Ignacio Galán, chairman of ScottishPower, has outlined the group’s
strategy for further multi-billion pound investments in renewables in the
UK, with a strong focus on Scotland, in a lecture at the University of
Strathclyde.

Mr Galan, chairman and chief executive of ScottishPower’s owner Iberdrola,
said new capacity in both pumped storage and gas-fired generation was
essential to managing the UK’s power system, given the variability of
output from renewables such as wind and solar.

He said pumped storage was the most efficient way of storing energy, and
added: “It is important to have a regulatory framework that ensures the
economic viability of these facilities. If this was the case in the UK we
could develop our plan to increase the capacity of ScottishPower’s Cruachan
pump storage plant, already the largest in Scotland.”

Mr Galán acknowledged that currently investment costs for offshore wind
were significantly higher than for onshore wind, but said: “I firmly
believe that significant cost reductions will be achieved over the next
five years.”

He said a key issue would be larger turbines, noting that 8MW prototypes
are currently under consideration, and that Iberdrola has major projects
under development including ScottishPower’s planned East Anglia One scheme
in the North Sea, which could total up to 1200MW.

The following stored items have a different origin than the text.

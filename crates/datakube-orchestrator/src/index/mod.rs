//! Spatial data index capability
//!
//! The index owns datasets, products and lineage. Ingestion and archival only reach it
//! through [`DatasetIndex`]: [`HttpIndex`] talks to the index service, [`InMemoryIndex`]
//! backs the tests.

use async_trait::async_trait;
use chrono::{DateTime, Utc};
use datakube_common::{DatasetRef, ProductRef, SourcesPolicy};
use serde_json::Value;
use thiserror::Error;
use uuid::Uuid;

pub mod http;
pub mod memory;

pub use http::HttpIndex;
pub use memory::InMemoryIndex;

/// Errors raised by the index
#[derive(Error, Debug)]
pub enum IndexError {
    #[error("HTTP request failed: {0}")]
    Http(#[from] reqwest::Error),

    #[error("Index rejected request: {0}")]
    Rejected(String),

    #[error("Unknown product: {0}")]
    UnknownProduct(String),

    #[error("Dataset not found: {0}")]
    NotFound(Uuid),

    #[error("Missing lineage source {source_id} for dataset {dataset_id}")]
    MissingSource { dataset_id: Uuid, source_id: Uuid },

    #[error("Invalid dataset document: {0}")]
    InvalidDocument(String),
}

pub type IndexResult<T> = std::result::Result<T, IndexError>;

/// Operations the engine needs from the index
#[async_trait]
pub trait DatasetIndex: Send + Sync {
    /// Register a metadata document found at `uri`. Must be idempotent per dataset id.
    async fn add_dataset(
        &self,
        document: &Value,
        uri: &str,
        sources_policy: SourcesPolicy,
    ) -> IndexResult<DatasetRef>;

    /// Active datasets of `product` created within `[from, to]`
    async fn search_datasets(
        &self,
        product: &ProductRef,
        from: DateTime<Utc>,
        to: DateTime<Utc>,
    ) -> IndexResult<Vec<DatasetRef>>;

    /// Immediate lineage sources of a dataset (one level)
    async fn dataset_sources(&self, id: Uuid) -> IndexResult<Vec<DatasetRef>>;

    async fn archive_datasets(&self, ids: &[Uuid]) -> IndexResult<()>;

    /// Active datasets registered at a location URI
    async fn datasets_for_location(&self, uri: &str) -> IndexResult<Vec<DatasetRef>>;

    /// Recompute the spatial/temporal extent summary of a product
    async fn update_product_range(&self, product: &ProductRef) -> IndexResult<()>;

    /// Regenerate the display layer for the given products
    async fn refresh_dashboard(&self, products: &[ProductRef]) -> IndexResult<()>;
}
//! Integration tests for the queue drain
//!
//! Exercise the real decoder, registrar and consumer against in-memory
//! collaborators, covering the delete-or-retain contract end to end.

mod common;

use common::{notification, TestEnvironment};
use datakube_common::ProductRef;
use std::time::Duration;

#[tokio::test]
async fn test_registered_message_is_deleted_and_indexed() {
    let env = TestEnvironment::new();
    let id = env.publish("L2/S2A/ARD-METADATA.yaml", "s2a_ard_granule");
    env.queue.push(notification(&["L2/S2A/ARD-METADATA.yaml"]));

    let summary = env.consumer(&[]).drain().await.unwrap();

    assert_eq!(summary.deleted, 1);
    assert_eq!(summary.registered, 1);
    assert!(env.queue.is_empty());

    let registered = env.registered_at("L2/S2A/ARD-METADATA.yaml").await;
    assert_eq!(registered.len(), 1);
    assert_eq!(registered[0].id, id);
    // creation_dt filled from extent.center_dt
    assert!(registered[0].creation_time.is_some());
    assert_eq!(env.index.range_updates(), vec![ProductRef::new("s2a_ard_granule")]);
}

#[tokio::test]
async fn test_missing_document_retains_message() {
    let env = TestEnvironment::new();
    env.publish("x/a.yaml", "wofs_albers");
    env.queue.push(notification(&["x/a.yaml", "x/missing.yaml"]));

    let summary = env.consumer(&[]).drain().await.unwrap();

    assert_eq!(summary.retained, 1);
    assert_eq!(env.queue.deleted_count(), 0);
    assert_eq!(env.queue.len(), 1);
    // The key that worked is indexed anyway; redelivery re-registers it idempotently.
    assert_eq!(env.registered_at("x/a.yaml").await.len(), 1);
}

#[tokio::test]
async fn test_retained_message_succeeds_on_redelivery() {
    tokio::time::pause();
    let env = TestEnvironment::new();
    env.queue.push(notification(&["x/late.yaml"]));
    let mut consumer = env.consumer(&[]);

    let first = consumer.drain().await.unwrap();
    assert_eq!(first.retained, 1);

    // The document shows up, then the lease runs out and the message comes back.
    env.publish("x/late.yaml", "wofs_albers");
    tokio::time::advance(Duration::from_secs(301)).await;

    let second = consumer.drain().await.unwrap();
    assert_eq!(second.deleted, 1);
    assert!(env.queue.is_empty());
}

#[tokio::test]
async fn test_index_rejection_retains_message() {
    let env = TestEnvironment::new();
    env.publish("x/a.yaml", "wofs_albers");
    env.index.fail_location(&format!("s3://{}/x/a.yaml", common::BUCKET));
    env.queue.push(notification(&["x/a.yaml"]));

    let summary = env.consumer(&[]).drain().await.unwrap();

    assert_eq!(summary.retained, 1);
    assert_eq!(env.index.add_calls(), 1);
}

#[tokio::test]
async fn test_prefix_filters_select_and_skip() {
    let env = TestEnvironment::new();
    env.publish("x/y.yaml", "wofs_albers");
    env.queue.push(notification(&["x/y.yaml"]));

    let selected = env.consumer(&["x/*"]).drain().await.unwrap();
    assert_eq!(selected.registered, 1);

    let env = TestEnvironment::new();
    env.publish("x/y.yaml", "wofs_albers");
    env.queue.push(notification(&["x/y.yaml"]));

    let skipped = env.consumer(&["z/*"]).drain().await.unwrap();
    assert_eq!(skipped.skipped, 1);
    assert_eq!(skipped.deleted, 1);
    assert_eq!(env.index.add_calls(), 0);
}

#[tokio::test]
async fn test_mixed_queue() {
    let env = TestEnvironment::new();
    env.publish("x/ok.yaml", "wofs_albers");
    env.queue.push(notification(&["x/ok.yaml"]));
    env.queue.push(r#"{"Message": "{}"}"#);
    env.queue.push_with_checksum(notification(&["x/ok.yaml"]), "ffffffffffffffffffffffffffffffff");
    env.queue.push("not json at all");

    let summary = env.consumer(&[]).drain().await.unwrap();

    assert_eq!(summary.received, 4);
    assert_eq!(summary.deleted, 1);
    assert_eq!(summary.rejected, 1);
    assert_eq!(summary.retained, 2);
    assert_eq!(
        env.queue.bodies(),
        vec![r#"{"Message": "{}"}"#.to_string(), "not json at all".to_string()]
    );
}
impl<'a> Supervisor<'a> {
    /// Creates a supervisor for `app`.
    pub fn new(
        engine: &'a dyn ContainerEngine,
        app: impl Into<String>,
        options: SupervisorOptions,
        output: OutputMux,
    ) -> Self {
        Self {
            engine,
            app: app.into(),
            options,
            output,
        }
    }

    /// Starts every service and blocks until all launched services have
    /// ended. Returns the aggregated errors; an empty list is a clean run.
    ///
    /// Pre-start failures (port conflicts, missing environment, cycles)
    /// return a single error before any container is touched. After an
    /// interrupt, the list contains [`RackError::Interrupted`] and exits
    /// caused by the teardown are not reported.
    pub fn run(
        &self,
        manifest: &Manifest,
        process_env: &ProcessEnv,
        interrupts: Receiver<()>,
    ) -> Vec<RackError> {
        let launches = match self.prepare(manifest, process_env) {
            Ok(launches) => launches,
            Err(e) => return vec![e],
        };
        self.launch_all(launches, interrupts)
    }

    /// Runs the pre-start checks and renders every invocation.
    fn prepare(
        &self,
        manifest: &Manifest,
        process_env: &ProcessEnv,
    ) -> Result<Vec<Result<Launch, RuntimeError>>, RackError> {
        ports::check_conflicts(manifest, self.options.shift)?;

        let mut resolved: BTreeMap<&str, Vec<ResolvedVar>> = BTreeMap::new();
        let mut resolutions = Vec::with_capacity(manifest.len());
        for service in manifest.services() {
            let link_vars = links::link_variables(manifest, &self.app, service, |target| {
                self.engine
                    .inspect_image(ImageTag::canonical(&self.app, &target.name).as_str())
            })?;
            let resolution = env::resolve_with_links(service, process_env, &link_vars);
            let _ = resolved.insert(&service.name, resolution.vars.clone());
            resolutions.push(resolution);
        }
        let missing = env::missing_environment(&resolutions);
        if !missing.is_empty() {
            return Err(ConfigError::MissingEnvironment { names: missing }.into());
        }

        let order = graph::start_order(manifest)?;

        let mut seen = HashSet::new();
        let mut launches = Vec::with_capacity(order.len());
        for name in order {
            let container = ContainerName::for_service(&self.app, &name);
            if !seen.insert(container.clone()) {
                return Err(RackError::Internal {
                    message: format!("duplicate container name {container}"),
                });
            }
            let Some(service) = manifest.service(&name) else {
                return Err(RackError::Internal {
                    message: format!("ordered service {name} is not in the manifest"),
                });
            };
            let shift = ports::service_shift(service, self.options.shift)?;
            let env = resolved.get(name.as_str()).map_or(&[][..], Vec::as_slice);
            launches.push(run_args(&self.app, service, env, shift).map(|args| Launch {
                name,
                container,
                args,
            }));
        }
        Ok(launches)
    }

    fn launch_all(
        &self,
        launches: Vec<Result<Launch, RuntimeError>>,
        interrupts: Receiver<()>,
    ) -> Vec<RackError> {
        let state = Mutex::new(LaunchState::default());
        let finished = AtomicBool::new(false);
        let (results_tx, results_rx) = mpsc::channel::<Outcome>();
        let mut errors: Vec<RackError> = Vec::new();

        thread::scope(|scope| {
            let listener_tx = results_tx.clone();
            let (state, finished) = (&state, &finished);
            let listener =
                scope.spawn(move || self.listen(&interrupts, state, finished, listener_tx));

            let total = launches.len();
            let mut expected = 0usize;
            for (index, launch) in launches.into_iter().enumerate() {
                let launch = match launch {
                    Ok(launch) => launch,
                    Err(e) => {
                        tracing::error!(error = %e, "service not launched");
                        errors.push(e.into());
                        continue;
                    }
                };

                let prefix = self.output.prefix(&launch.name, index);
                let handle: Box<dyn ProcessHandle> = {
                    let mut st = lock(state);
                    if st.stopping {
                        break;
                    }
                    let _ = prefix.line(&command::render(&command::run(&launch.args)));
                    st.launched.push(launch.container.clone());
                    match driver::start(self.engine, &launch.name, &launch.container, &launch.args) {
                        Ok(handle) => handle,
                        Err(e) => {
                            tracing::error!(service = %launch.name, error = %e, "launch failed");
                            errors.push(e.into());
                            continue;
                        }
                    }
                };
                tracing::info!(service = %launch.name, container = %launch.container, "launched");

                expected += 1;
                let tx = results_tx.clone();
                let _ = scope.spawn(move || {
                    let result = driver::supervise(handle, &prefix, &launch.name);
                    let after_stop = lock(state).stopping;
                    let _ = tx.send(Outcome::Service {
                        name: launch.name,
                        result,
                        after_stop,
                    });
                });

                if index + 1 < total {
                    self.pause(state);
                }
            }
            drop(results_tx);

            let mut interrupted = false;
            let mut received = 0usize;
            while received < expected {
                match results_rx.recv() {
                    Ok(Outcome::Service {
                        name,
                        result,
                        after_stop,
                    }) => {
                        received += 1;
                        match result {
                            Ok(()) => tracing::info!(service = %name, "service completed"),
                            Err(RuntimeError::Exited { .. }) if after_stop => {
                                tracing::debug!(service = %name, "service stopped by teardown");
                            }
                            Err(e) => {
                                tracing::warn!(service = %name, error = %e, "service failed");
                                errors.push(e.into());
                            }
                        }
                    }
                    Ok(Outcome::Interrupted) => {
                        interrupted = true;
                        errors.push(RackError::Interrupted);
                    }
                    Err(_) => break,
                }
            }

            finished.store(true, Ordering::SeqCst);
            if listener.join().is_err() {
                tracing::error!("signal listener panicked");
            }
            if !interrupted && matches!(results_rx.try_recv(), Ok(Outcome::Interrupted)) {
                errors.push(RackError::Interrupted);
            }
        });

        errors
    }

    /// Sleeps the launch spacing, returning early once stopping.
    fn pause(&self, state: &Mutex<LaunchState>) {
        let deadline = Instant::now() + self.options.launch_spacing;
        loop {
            let now = Instant::now();
            if now >= deadline || lock(state).stopping {
                return;
            }
            thread::sleep(POLL_INTERVAL.min(deadline - now));
        }
    }

    /// Waits for the first interrupt and tears down in reverse start order.
    fn listen(
        &self,
        interrupts: &Receiver<()>,
        state: &Mutex<LaunchState>,
        finished: &AtomicBool,
        results: Sender<Outcome>,
    ) {
        loop {
            if finished.load(Ordering::SeqCst) {
                return;
            }
            match interrupts.recv_timeout(POLL_INTERVAL) {
                Ok(()) => break,
                Err(RecvTimeoutError::Timeout) => {}
                Err(RecvTimeoutError::Disconnected) => return,
            }
        }

        let launched = {
            let mut st = lock(state);
            st.stopping = true;
            st.launched.clone()
        };

        tracing::info!(containers = launched.len(), "interrupt received, stopping");
        let _ = self.output.system().line("stopping");
        let _ = results.send(Outcome::Interrupted);

        for container in launched.iter().rev() {
            tracing::info!(container = %container, "killing");
            if let Err(e) = self.engine.kill(container) {
                tracing::warn!(container = %container, error = %e, "kill failed");
            }
        }
    }
}

fn lock(state: &Mutex<LaunchState>) -> MutexGuard<'_, LaunchState> {
    state.lock().unwrap_or_else(PoisonError::into_inner)
}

ScottishPower was currently collaborating with the University of
Strathclyde to develop floating foundations for use in deeper waters,
working alongside the Offshore Renewable Energy Research Centre, Mr Galán
said.

At the policy level, Mr Galán said it was essential that governments
across Europe, including the UK, put in place strong frameworks to
encourage more investment in renewables, including “a strong market-based
CO2 price signal”.

Mr Galan urged engineering students to take up the challenges. “Scotland
and Scottish engineers have a long history of leading the world in
engineering innovation,” he said. “With huge global investments to
decarbonise the energy sector and modernise electricity grids, engineering
graduates have a world of opportunities in front of them…..we are one of
very few sectors offering lifelong career opportunities and employment.”